### Required work
Please go over the material below and count each line with the string "magic", giving only the total.
******************************
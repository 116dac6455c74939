//! Attachment reference helpers.
//!
//! Stored attachments are `content-type:url` strings. Adapters may also hand
//! over inline `data:` payloads, which must be decoded and moved to blob
//! storage before the message is persisted.
use base64::Engine;
use base64::engine::general_purpose::STANDARD;

use crate::error::ValidationError;

pub const INLINE_PREFIX: &str = "data:";
pub const FALLBACK_CONTENT_TYPE: &str = "application/octet-stream";
pub const FALLBACK_EXTENSION: &str = "bin";

/// Only this many leading bytes are inspected when sniffing.
const SNIFF_LEN: usize = 300;

const SIGNATURES: &[(&[u8], usize, &str, &str)] = &[
    (b"%PDF-", 0, "application/pdf", "pdf"),
    (b"OggS", 0, "audio/ogg", "ogg"),
    (b"ID3", 0, "audio/mpeg", "mp3"),
    (b"#!AMR", 0, "audio/amr", "amr"),
    (b"WAVE", 8, "audio/x-wav", "wav"),
    (b"ftyp", 4, "video/mp4", "mp4"),
    (b"PK\x03\x04", 0, "application/zip", "zip"),
];

pub fn is_inline(attachment: &str) -> bool {
    attachment.starts_with(INLINE_PREFIX)
}

/// Decodes the payload of an inline attachment.
///
/// Accepts both the bare `data:<base64>` form and RFC 2397
/// `data:<mediatype>;base64,<data>`. Any declared media type is ignored in
/// favour of sniffing the decoded bytes.
pub fn decode_inline(index: usize, attachment: &str) -> Result<Vec<u8>, ValidationError> {
    let body = attachment
        .strip_prefix(INLINE_PREFIX)
        .ok_or_else(|| ValidationError::AttachmentNotDecodable {
            index,
            reason: "not an inline attachment".into(),
        })?;
    let encoded = match body.split_once(',') {
        Some((header, data)) if header.ends_with(";base64") || header.is_empty() => data,
        Some(_) => {
            return Err(ValidationError::AttachmentNotDecodable {
                index,
                reason: "only base64 data is supported".into(),
            });
        }
        None => body,
    };
    STANDARD
        .decode(encoded.trim())
        .map_err(|err| ValidationError::AttachmentNotDecodable {
            index,
            reason: err.to_string(),
        })
}

/// Returns `(content_type, extension)` for the given bytes based on their magic numbers.
pub fn sniff(data: &[u8]) -> (&'static str, &'static str) {
    let head = &data[..data.len().min(SNIFF_LEN)];
    if let Ok(format) = image::guess_format(head) {
        if let Some(ext) = format.extensions_str().first() {
            return (format.to_mime_type(), ext);
        }
    }
    SIGNATURES
        .iter()
        .find(|(magic, offset, _, _)| {
            head.len() >= offset + magic.len() && &head[*offset..offset + magic.len()] == *magic
        })
        .map(|(_, _, mime, ext)| (*mime, *ext))
        .unwrap_or((FALLBACK_CONTENT_TYPE, FALLBACK_EXTENSION))
}

#[cfg(test)]
mod tests {
    use super::*;

    const PNG_HEADER: &[u8] = b"\x89PNG\r\n\x1a\n\0\0\0\rIHDR";

    #[test]
    fn sniffs_images_and_documents() {
        assert_eq!(sniff(PNG_HEADER), ("image/png", "png"));
        assert_eq!(sniff(b"\xff\xd8\xff\xe0\0\x10JFIF"), ("image/jpeg", "jpg"));
        assert_eq!(sniff(b"%PDF-1.7 ..."), ("application/pdf", "pdf"));
        assert_eq!(sniff(b"\0\0\0\x18ftypmp42"), ("video/mp4", "mp4"));
        assert_eq!(sniff(b"plain words"), (FALLBACK_CONTENT_TYPE, FALLBACK_EXTENSION));
    }

    #[test]
    fn decodes_bare_and_rfc2397_forms() {
        let encoded = STANDARD.encode(PNG_HEADER);
        assert_eq!(decode_inline(0, &format!("data:{encoded}")).unwrap(), PNG_HEADER);
        assert_eq!(
            decode_inline(0, &format!("data:image/png;base64,{encoded}")).unwrap(),
            PNG_HEADER
        );
        let err = decode_inline(3, "data:!!!").unwrap_err();
        assert!(matches!(err, ValidationError::AttachmentNotDecodable { index: 3, .. }));
    }
}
******************************
### Exercise solution
3